Task instructions = Lines where the string "limit" appears are to be copied from the entries below.

Provided data =
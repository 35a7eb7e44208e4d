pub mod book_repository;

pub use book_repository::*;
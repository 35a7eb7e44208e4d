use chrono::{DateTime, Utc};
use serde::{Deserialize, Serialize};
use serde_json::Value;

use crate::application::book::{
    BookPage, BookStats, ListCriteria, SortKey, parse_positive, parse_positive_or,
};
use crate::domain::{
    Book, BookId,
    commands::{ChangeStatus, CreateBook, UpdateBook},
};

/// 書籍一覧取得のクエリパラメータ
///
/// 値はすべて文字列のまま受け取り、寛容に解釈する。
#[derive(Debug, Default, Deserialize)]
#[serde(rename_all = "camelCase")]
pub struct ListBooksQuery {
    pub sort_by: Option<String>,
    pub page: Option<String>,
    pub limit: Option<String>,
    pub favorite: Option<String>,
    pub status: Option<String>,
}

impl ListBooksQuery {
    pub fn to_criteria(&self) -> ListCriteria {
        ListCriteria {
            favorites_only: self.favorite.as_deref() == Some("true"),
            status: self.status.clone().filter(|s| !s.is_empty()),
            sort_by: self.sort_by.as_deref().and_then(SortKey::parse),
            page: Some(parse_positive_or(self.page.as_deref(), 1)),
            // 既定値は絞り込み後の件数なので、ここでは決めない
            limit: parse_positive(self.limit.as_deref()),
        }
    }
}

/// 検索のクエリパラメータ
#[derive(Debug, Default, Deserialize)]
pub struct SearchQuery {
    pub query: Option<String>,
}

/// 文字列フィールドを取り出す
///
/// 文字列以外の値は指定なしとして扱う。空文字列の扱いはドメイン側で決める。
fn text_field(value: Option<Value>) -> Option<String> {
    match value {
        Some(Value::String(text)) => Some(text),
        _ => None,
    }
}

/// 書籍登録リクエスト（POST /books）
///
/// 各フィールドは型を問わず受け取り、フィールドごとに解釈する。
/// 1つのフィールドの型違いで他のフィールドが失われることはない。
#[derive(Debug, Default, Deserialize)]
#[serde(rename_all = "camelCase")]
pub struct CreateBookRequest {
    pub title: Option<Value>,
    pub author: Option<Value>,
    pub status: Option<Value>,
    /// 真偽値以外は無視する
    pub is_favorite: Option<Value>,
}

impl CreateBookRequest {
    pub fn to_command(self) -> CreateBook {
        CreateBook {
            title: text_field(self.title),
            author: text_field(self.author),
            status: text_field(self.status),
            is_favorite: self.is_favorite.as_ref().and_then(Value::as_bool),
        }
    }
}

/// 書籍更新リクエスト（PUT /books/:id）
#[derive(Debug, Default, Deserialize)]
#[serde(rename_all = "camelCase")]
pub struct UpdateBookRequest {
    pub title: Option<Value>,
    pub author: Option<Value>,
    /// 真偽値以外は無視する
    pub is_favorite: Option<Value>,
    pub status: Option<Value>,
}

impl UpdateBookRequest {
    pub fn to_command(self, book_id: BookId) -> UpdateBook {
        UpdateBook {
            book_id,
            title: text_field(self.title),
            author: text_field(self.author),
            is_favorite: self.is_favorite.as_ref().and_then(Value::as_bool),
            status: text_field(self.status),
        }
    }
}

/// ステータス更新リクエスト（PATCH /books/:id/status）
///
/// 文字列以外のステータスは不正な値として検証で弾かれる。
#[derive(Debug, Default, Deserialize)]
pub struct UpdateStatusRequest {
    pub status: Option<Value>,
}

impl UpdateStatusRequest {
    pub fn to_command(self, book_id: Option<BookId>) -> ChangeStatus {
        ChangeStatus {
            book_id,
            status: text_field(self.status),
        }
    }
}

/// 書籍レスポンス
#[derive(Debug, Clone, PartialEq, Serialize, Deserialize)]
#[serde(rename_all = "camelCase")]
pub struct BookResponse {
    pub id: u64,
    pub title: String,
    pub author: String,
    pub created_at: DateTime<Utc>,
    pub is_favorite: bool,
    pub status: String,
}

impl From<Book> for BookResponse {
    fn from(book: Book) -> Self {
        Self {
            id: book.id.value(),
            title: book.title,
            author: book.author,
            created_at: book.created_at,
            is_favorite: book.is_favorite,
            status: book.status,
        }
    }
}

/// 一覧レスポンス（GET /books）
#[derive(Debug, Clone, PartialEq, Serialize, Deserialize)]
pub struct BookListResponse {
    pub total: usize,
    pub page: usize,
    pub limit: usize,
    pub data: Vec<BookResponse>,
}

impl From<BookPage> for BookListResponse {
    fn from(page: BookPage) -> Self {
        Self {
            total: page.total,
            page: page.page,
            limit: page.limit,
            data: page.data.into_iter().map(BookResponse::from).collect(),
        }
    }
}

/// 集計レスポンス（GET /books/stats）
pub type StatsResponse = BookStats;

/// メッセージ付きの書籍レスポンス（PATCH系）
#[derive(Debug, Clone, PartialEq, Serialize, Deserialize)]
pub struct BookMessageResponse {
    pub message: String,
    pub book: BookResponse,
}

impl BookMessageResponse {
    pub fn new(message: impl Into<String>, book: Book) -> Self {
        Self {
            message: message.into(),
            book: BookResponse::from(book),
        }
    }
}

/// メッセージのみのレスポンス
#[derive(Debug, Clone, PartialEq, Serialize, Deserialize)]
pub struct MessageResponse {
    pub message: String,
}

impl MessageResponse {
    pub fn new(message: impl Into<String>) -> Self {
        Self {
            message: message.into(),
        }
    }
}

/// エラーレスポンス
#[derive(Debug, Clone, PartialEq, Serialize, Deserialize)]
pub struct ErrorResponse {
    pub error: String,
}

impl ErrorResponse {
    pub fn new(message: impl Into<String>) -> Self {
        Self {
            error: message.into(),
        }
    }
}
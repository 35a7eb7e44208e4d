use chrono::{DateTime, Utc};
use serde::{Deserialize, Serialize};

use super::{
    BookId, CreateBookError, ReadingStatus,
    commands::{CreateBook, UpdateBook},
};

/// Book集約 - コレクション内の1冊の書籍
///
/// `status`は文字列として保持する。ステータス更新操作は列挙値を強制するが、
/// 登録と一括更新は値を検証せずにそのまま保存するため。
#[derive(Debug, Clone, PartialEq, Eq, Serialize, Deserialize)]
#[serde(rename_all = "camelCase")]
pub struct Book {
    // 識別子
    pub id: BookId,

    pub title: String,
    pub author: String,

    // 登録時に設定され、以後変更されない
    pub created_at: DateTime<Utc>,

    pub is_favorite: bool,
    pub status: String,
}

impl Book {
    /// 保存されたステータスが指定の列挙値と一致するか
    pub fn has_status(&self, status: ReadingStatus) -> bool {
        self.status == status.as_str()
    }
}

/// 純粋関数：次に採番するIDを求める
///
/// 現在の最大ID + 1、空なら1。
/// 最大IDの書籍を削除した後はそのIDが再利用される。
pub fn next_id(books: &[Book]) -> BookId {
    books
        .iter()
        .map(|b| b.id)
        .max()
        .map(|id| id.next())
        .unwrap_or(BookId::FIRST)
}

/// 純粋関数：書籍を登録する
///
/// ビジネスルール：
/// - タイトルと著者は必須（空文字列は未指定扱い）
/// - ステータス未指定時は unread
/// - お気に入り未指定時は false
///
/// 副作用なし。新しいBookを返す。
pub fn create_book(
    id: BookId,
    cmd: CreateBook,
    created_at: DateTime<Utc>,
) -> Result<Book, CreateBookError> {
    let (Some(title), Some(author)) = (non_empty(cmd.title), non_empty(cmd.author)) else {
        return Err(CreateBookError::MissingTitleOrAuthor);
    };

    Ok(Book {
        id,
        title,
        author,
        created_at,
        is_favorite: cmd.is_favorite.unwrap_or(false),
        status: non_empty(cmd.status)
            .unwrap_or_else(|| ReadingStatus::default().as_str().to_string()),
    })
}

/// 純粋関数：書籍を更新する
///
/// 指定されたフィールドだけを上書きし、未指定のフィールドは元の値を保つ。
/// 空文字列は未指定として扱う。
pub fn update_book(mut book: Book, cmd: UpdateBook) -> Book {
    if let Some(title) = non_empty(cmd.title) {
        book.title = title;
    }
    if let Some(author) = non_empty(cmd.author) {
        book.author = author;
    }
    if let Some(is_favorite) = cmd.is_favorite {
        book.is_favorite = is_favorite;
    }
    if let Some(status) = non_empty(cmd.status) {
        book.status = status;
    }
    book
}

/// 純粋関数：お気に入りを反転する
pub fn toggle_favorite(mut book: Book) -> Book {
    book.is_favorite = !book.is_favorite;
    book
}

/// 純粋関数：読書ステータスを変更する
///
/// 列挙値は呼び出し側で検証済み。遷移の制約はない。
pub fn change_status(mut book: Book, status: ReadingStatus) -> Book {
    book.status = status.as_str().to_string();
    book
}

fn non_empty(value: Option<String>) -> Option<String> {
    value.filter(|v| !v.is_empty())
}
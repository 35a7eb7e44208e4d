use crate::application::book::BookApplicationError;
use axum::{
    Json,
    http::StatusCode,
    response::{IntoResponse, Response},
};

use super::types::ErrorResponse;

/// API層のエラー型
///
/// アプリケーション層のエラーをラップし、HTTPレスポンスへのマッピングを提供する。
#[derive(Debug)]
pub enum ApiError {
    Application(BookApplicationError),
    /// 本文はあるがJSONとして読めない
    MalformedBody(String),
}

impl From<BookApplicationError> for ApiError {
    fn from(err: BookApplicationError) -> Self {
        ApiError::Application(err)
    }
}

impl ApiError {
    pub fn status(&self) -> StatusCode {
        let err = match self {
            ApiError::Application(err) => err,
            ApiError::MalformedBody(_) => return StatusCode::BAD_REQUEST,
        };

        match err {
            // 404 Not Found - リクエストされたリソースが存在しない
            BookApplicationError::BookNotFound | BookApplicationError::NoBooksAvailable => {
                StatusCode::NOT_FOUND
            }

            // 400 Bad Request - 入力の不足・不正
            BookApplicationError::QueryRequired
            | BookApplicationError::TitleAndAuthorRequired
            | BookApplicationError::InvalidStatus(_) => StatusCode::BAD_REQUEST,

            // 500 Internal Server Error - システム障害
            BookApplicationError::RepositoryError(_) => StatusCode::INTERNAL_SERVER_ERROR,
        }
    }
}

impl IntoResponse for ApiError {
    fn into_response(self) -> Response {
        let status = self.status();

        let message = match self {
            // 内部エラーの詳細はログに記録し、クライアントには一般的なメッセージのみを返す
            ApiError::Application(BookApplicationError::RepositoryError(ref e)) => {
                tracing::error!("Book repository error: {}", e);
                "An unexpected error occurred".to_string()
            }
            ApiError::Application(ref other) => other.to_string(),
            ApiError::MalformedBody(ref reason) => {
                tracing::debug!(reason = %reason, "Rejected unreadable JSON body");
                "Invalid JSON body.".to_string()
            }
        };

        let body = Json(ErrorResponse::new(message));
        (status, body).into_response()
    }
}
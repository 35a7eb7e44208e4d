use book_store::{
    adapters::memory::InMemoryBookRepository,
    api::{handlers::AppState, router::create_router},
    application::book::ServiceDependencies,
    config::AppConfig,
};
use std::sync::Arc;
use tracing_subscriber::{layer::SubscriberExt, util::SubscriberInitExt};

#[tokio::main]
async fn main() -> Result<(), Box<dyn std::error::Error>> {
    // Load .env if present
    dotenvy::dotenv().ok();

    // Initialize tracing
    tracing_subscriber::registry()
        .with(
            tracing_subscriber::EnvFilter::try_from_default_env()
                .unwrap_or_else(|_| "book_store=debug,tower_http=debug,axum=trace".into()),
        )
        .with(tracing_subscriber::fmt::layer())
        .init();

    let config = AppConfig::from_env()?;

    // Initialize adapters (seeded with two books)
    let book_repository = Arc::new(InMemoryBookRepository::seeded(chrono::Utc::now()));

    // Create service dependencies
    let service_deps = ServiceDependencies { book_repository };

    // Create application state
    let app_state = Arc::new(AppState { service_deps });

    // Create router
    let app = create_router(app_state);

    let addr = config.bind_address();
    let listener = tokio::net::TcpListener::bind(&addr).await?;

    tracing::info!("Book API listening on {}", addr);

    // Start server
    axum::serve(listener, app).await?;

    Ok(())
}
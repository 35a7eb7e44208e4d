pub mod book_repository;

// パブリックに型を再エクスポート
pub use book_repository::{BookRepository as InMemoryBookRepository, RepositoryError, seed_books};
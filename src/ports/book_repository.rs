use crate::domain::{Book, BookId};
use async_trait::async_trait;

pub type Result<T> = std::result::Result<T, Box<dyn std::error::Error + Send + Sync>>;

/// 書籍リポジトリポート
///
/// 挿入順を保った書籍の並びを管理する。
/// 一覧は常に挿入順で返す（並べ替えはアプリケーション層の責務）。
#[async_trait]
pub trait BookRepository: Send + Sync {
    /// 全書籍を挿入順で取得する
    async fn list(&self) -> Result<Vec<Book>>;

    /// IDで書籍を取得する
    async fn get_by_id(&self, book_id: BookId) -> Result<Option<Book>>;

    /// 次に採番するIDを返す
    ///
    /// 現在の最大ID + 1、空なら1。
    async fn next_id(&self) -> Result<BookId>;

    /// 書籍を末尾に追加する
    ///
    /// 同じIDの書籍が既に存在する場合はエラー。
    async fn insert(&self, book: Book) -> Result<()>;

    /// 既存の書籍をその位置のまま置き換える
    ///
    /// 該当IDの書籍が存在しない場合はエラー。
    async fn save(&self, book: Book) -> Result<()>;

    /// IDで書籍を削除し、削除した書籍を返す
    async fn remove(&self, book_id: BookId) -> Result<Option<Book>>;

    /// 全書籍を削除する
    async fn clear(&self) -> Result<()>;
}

--

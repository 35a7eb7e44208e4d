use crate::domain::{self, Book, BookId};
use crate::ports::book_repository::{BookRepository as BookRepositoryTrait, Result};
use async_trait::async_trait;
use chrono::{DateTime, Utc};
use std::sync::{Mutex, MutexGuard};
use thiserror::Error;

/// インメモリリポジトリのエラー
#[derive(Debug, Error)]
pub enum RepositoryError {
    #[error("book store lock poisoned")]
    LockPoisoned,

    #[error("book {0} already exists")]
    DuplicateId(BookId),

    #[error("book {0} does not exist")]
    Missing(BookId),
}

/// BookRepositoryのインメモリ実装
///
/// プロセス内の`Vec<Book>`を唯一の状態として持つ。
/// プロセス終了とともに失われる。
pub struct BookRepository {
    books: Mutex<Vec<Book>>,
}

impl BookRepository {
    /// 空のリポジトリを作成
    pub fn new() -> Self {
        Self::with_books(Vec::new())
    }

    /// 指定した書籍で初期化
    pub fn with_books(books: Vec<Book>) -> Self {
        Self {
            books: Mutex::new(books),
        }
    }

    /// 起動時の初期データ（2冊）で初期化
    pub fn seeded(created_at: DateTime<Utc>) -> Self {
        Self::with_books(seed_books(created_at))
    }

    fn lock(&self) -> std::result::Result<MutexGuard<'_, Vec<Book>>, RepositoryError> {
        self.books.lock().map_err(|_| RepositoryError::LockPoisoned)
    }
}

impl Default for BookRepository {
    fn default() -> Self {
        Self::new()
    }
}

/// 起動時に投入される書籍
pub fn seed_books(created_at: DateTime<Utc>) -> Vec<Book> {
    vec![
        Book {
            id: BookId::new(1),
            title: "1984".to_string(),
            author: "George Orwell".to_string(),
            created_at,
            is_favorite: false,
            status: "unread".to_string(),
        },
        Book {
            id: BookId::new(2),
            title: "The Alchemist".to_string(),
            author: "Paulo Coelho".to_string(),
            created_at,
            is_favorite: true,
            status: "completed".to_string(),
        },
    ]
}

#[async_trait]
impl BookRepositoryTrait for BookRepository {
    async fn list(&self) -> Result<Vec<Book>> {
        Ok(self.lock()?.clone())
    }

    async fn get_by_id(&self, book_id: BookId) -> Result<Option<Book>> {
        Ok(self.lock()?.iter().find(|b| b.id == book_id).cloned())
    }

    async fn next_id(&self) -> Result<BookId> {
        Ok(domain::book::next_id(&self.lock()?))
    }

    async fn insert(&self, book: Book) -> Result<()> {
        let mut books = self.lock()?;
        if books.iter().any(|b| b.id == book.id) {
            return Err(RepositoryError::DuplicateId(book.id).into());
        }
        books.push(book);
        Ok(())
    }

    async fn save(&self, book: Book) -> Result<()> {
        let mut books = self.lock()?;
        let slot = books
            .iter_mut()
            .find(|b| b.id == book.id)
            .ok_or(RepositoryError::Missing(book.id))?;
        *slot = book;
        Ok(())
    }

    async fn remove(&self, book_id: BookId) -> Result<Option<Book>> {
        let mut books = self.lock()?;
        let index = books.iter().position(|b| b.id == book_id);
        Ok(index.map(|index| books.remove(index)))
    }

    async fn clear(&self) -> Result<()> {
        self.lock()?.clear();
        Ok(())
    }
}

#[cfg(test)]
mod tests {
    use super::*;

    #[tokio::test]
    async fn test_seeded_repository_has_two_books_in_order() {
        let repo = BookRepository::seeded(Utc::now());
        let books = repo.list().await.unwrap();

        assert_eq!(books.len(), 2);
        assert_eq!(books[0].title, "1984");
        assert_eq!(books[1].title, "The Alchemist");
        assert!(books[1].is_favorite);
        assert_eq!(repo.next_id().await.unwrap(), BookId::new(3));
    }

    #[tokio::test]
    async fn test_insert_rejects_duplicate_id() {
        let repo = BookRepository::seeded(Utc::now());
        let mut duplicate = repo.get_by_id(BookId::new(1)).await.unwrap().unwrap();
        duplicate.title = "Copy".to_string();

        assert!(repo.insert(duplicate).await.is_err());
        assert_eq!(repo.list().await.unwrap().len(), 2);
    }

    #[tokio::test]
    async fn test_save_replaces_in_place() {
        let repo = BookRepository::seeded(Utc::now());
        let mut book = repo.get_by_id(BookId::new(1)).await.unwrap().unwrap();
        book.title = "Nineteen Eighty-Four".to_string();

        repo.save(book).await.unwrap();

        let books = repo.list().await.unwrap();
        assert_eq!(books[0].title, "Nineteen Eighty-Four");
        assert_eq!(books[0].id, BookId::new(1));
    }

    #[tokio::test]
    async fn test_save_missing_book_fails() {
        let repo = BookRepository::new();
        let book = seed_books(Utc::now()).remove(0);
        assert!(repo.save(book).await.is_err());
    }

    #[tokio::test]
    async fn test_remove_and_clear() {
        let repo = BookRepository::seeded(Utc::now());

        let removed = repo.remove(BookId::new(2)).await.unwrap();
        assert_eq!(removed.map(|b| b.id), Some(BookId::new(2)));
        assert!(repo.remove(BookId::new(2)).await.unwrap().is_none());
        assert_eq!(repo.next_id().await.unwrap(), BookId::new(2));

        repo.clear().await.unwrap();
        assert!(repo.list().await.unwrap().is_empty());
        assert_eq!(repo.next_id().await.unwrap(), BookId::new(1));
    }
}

Response area =
    pub limit: Option<String>,
            limit: parse_positive(self.limit.as_deref()),
    pub limit: usize,
            limit: page.limit,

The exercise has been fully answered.